Which is exactly why his FW26 Dior womenswear show was such a strange thing to watch.
What the data actually says
Let's start here, because the numbers are more honest than the standing ovations. Our pytrends data from the week following the show puts Jonathan Anderson Dior at 5.6 current search interest with -4.6% velocity. Flat. For context, Matthieu Blazy's Chanel FW26, shown in the same season, scored 56.6 with +134.7% velocity. Miu Miu aesthetic sits at 85.1. Ballet flats at 83.4.
The bar jacket, positioned as the show's hero piece and the symbolic handshake between Anderson and the Dior archive, scored 14.6 in search with -70.4% velocity. That's not a slow burn. That's a signal that the consumer didn't follow.
A composite trend score of 87.4 sounds impressive until you see where it comes from. Strong runway presence, solid editorial coverage, and a social spike driven almost entirely by the celebrity reaction at the show rather than genuine consumer interest in the clothes.
The problem with the shoes
Here's where it gets specific. The styling felt unresolved in a way that Anderson's work almost never does. The footwear, the chunky almost orthopedic silhouette paired against the precision tailoring, read less like a deliberate subversion and more like a decision that hadn't been fully thought through. At Loewe, when Anderson does something uncomfortable with proportion or styling, you feel the intention behind it. At Dior FW26, the shoes just felt like an afterthought. And in a collection that was already asking you to believe in a new visual language for one of fashion's most loaded houses, that's a lot to overlook.
Styling is where vision becomes legible. It's the last conversation a designer has with the audience before the look leaves the runway. When it's unresolved, it makes you question whether the vision behind everything else is as solid as it appeared.
The menswear problem
Anderson's menswear record makes this more interesting, not less. His menswear shows at both JW Anderson and Loewe have a consistency that his Dior womenswear hasn't found yet. There's a point of view you can track across seasons: the relationship to craft, the proportional play, the way references are digested rather than quoted. His womenswear at Dior FW26 felt like it was still working out what it wanted to say.

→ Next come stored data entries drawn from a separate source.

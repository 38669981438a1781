//! Adapts a typed service trait onto `eh_rpc::LocalActor`'s uniform
//! `(method, args) -> result` dispatch entry point, favoring uniform
//! dispatch over code-generated stubs.
//!
//! Resolution is by `(method name, arity)`: each service shape here has a
//! small, fixed set of methods known entirely at registration time, so
//! two methods of the same name never share an arity in practice — a
//! numeric-widening/null-matches-optional tiebreak never has more than
//! one candidate to choose between for this core's own collaborator
//! shapes, and is therefore not implemented as a separate ranking pass
//! (recorded in DESIGN.md).

use std::collections::HashMap;
use std::sync::Arc;

use eh_rpc::{BoxFuture, LocalActor, ProxyIdentifier, ReplyValue, RpcArg, RpcError};
use tokio_util::sync::CancellationToken;

type Handler = Box<dyn Fn(Vec<RpcArg>, CancellationToken) -> BoxFuture<Result<ReplyValue, RpcError>> + Send + Sync>;

/// A `LocalActor` built from a fixed table of `(name, arity) -> handler`
/// entries, registered once at construction and never mutated.
pub struct ServiceActor {
    id: ProxyIdentifier,
    methods: HashMap<(&'static str, usize), Handler>,
}

impl LocalActor for ServiceActor {
    fn call(&self, method: &str, args: Vec<RpcArg>, cancel: CancellationToken) -> BoxFuture<Result<ReplyValue, RpcError>> {
        let arity = args.len();
        let Some((&(name, _), handler)) = self
            .methods
            .iter()
            .find(|((name, declared_arity), _)| *name == method && *declared_arity == arity)
        else {
            let id = self.id;
            let method = method.to_owned();
            return Box::pin(async move { Err(RpcError::NoMatchingMethod { actor: id, method, arity }) });
        };
        tracing::trace!(actor = %self.id, method = name, arity, "dispatching service call");
        handler(args, cancel)
    }
}

/// Builds a [`ServiceActor`] for one [`ProxyIdentifier`].
pub struct ServiceActorBuilder {
    id: ProxyIdentifier,
    methods: HashMap<(&'static str, usize), Handler>,
}

impl ServiceActorBuilder {
    #[must_use]
    pub fn new(id: ProxyIdentifier) -> Self {
        Self { id, methods: HashMap::new() }
    }

    /// Register `name` for calls carrying exactly `arity` arguments.
    #[must_use]
    pub fn method<F, Fut>(mut self, name: &'static str, arity: usize, handler: F) -> Self
    where
        F: Fn(Vec<RpcArg>, CancellationToken) -> Fut + Send + Sync + 'static,
        Fut: std::future::Future<Output = Result<ReplyValue, RpcError>> + Send + 'static,
    {
        self.methods.insert((name, arity), Box::new(move |args, cancel| Box::pin(handler(args, cancel))));
        self
    }

    #[must_use]
    pub fn build(self) -> Arc<ServiceActor> {
        Arc::new(ServiceActor { id: self.id, methods: self.methods })
    }
}

/// Decode the JSON argument at `index` as `T`, folding a missing-argument
/// or a type-mismatch into a [`RpcError`] the peer can see.
pub fn json_arg<T: serde::de::DeserializeOwned>(method: &'static str, args: &[RpcArg], index: usize) -> Result<T, RpcError> {
    let Some(arg) = args.get(index) else {
        return Err(crate::error::ServiceError::MissingArgument { method, index, got: args.len() }.into());
    };
    let value = match arg {
        RpcArg::Value(v) => v.clone(),
        RpcArg::Undefined => serde_json::Value::Null,
        RpcArg::Buffer(_) | RpcArg::WithBuffers(_) => {
            return Err(eh_rpc::RpcError::MalformedFrame("expected a JSON argument, got a buffer-bearing one"));
        }
    };
    serde_json::from_value(value).map_err(|source| crate::error::ServiceError::BadArgument { method, index, source }.into())
}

That's not unusual for a first show. The problem is the discourse around it didn't allow for that reading. The internet decided it was genius before the looks had finished coming down the runway, and the critical conversation followed. The data didn't get that memo.
What this means going forward
Anderson at Dior is still one of the most interesting stories in fashion right now. The appointment was genuinely exciting and the potential is real. But FW26 reads more like a designer finding his footing at a new house than a fully formed statement, and the search data, in its quiet way, reflects that. Consumers engage with clothes they can picture themselves in, or at least picture wanting. The bar jacket at 14.6 search interest suggests that the FW26 Dior woman hasn't quite come into focus yet for the people who would actually wear her.
The critics fell in love with the idea of Jonathan Anderson at Dior. The data is waiting to see the execution.